# WHAT THE EXERCISE ASKS
In the listing below, start your output at the line with "entries.sort_by(compare_recent_first);" and end it after the line with "let raw = Uuid::from_u128(nibble", copying every line exactly.

# DATA EXCERPTS
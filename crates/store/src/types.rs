use std::cmp::Ordering;
use std::time::{SystemTime, UNIX_EPOCH};

use serde::{Deserialize, Serialize};

use super::ids::{ConversationId, MessageId};

/// Title a conversation carries until its first user turn names it.
pub const DEFAULT_CONVERSATION_TITLE: &str = "New Conversation";

/// Store-level speaker role, decoupled from view-layer role enums.
#[derive(Debug, Clone, Copy, PartialEq, Eq, Hash, Serialize, Deserialize)]
#[serde(rename_all = "lowercase")]
pub enum MessageRole {
    User,
    Assistant,
}

impl MessageRole {
    pub fn as_str(&self) -> &'static str {
        match self {
            Self::User => "user",
            Self::Assistant => "assistant",
        }
    }

    pub fn parse(raw: &str) -> Option<Self> {
        match raw {
            "user" => Some(Self::User),
            "assistant" => Some(Self::Assistant),
            _ => None,
        }
    }
}

/// One confirmed (or confirming) entry of a conversation log.
///
/// `created_at_unix_millis` is `None` only while the write is still in
/// flight; once the store confirms it, the value is assigned by the store and
/// is strictly increasing within the conversation.
#[derive(Debug, Clone, PartialEq, Eq, Serialize, Deserialize)]
pub struct MessageRecord {
    pub id: MessageId,
    pub conversation_id: ConversationId,
    pub role: MessageRole,
    pub content: String,
    pub created_at_unix_millis: Option<u64>,
}

/// Append input. The id is minted by the caller so a message keeps one
/// identity from optimistic insert through store confirmation.
#[derive(Debug, Clone, PartialEq, Eq)]
pub struct NewMessage {
    pub id: MessageId,
    pub role: MessageRole,
    pub content: String,
}

impl NewMessage {
    pub fn new(id: MessageId, role: MessageRole, content: impl Into<String>) -> Self {
        Self {
            id,
            role,
            content: content.into(),
        }
    }

    pub fn user(content: impl Into<String>) -> Self {
        Self::new(MessageId::generate(), MessageRole::User, content)
    }

    pub fn assistant(content: impl Into<String>) -> Self {
        Self::new(MessageId::generate(), MessageRole::Assistant, content)
    }
}

/// Lightweight projection of a conversation for list views, kept so the chat
/// list renders without loading full message logs.
#[derive(Debug, Clone, PartialEq, Eq, Serialize, Deserialize)]
pub struct RegistryEntry {
    pub id: ConversationId,
    pub title: String,
    pub updated_at_unix_millis: u64,
}

impl RegistryEntry {
    pub fn new(
        id: ConversationId,
        title: impl Into<String>,
        updated_at_unix_millis: u64,
    ) -> Self {
        Self {
            id,
            title: title.into(),
            updated_at_unix_millis,
        }
    }
}

/// Most-recently-active first; equal timestamps fall back to id ascending so
/// every backing produces the same listing.
pub fn compare_recent_first(left: &RegistryEntry, right: &RegistryEntry) -> Ordering {
    right
        .updated_at_unix_millis
        .cmp(&left.updated_at_unix_millis)
        .then_with(|| left.id.cmp(&right.id))
}

pub fn sort_registry_entries(entries: &mut [RegistryEntry]) {
    entries.sort_by(compare_recent_first);
}

pub fn current_unix_millis() -> u64 {
    SystemTime::now()
        .duration_since(UNIX_EPOCH)
        .map_or(0, |duration| duration.as_millis() as u64)
}

#[cfg(test)]
mod tests {
    use super::*;
    use uuid::Uuid;

    fn entry(nibble: u8, updated_at: u64) -> RegistryEntry {
        let raw = Uuid::from_u128(nibble as u128);
        RegistryEntry::new(ConversationId::from(raw), "untitled", updated_at)
    }

    #[test]
    fn registry_sorts_most_recent_first() {
        let mut entries = vec![entry(1, 10), entry(2, 30), entry(3, 20)];
        sort_registry_entries(&mut entries);
        let order: Vec<u64> = entries
            .iter()
            .map(|entry| entry.updated_at_unix_millis)
            .collect();
        assert_eq!(order, vec![30, 20, 10]);
    }

    #[test]
    fn registry_ties_break_by_id_ascending() {
        let mut entries = vec![entry(9, 50), entry(2, 50), entry(5, 50)];
        sort_registry_entries(&mut entries);
        let ids: Vec<ConversationId> = entries.iter().map(|entry| entry.id).collect();
        let mut expected = ids.clone();
        expected.sort();
        assert_eq!(ids, expected);
    }
}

# EXPECTED ANSWER
    entries.sort_by(compare_recent_first);
}

pub fn current_unix_millis() -> u64 {
    SystemTime::now()
        .duration_since(UNIX_EPOCH)
        .map_or(0, |duration| duration.as_millis() as u64)
}

#[cfg(test)]
mod tests {
    use super::*;
    use uuid::Uuid;

    fn entry(nibble: u8, updated_at: u64) -> RegistryEntry {
        let raw = Uuid::from_u128(nibble as u128);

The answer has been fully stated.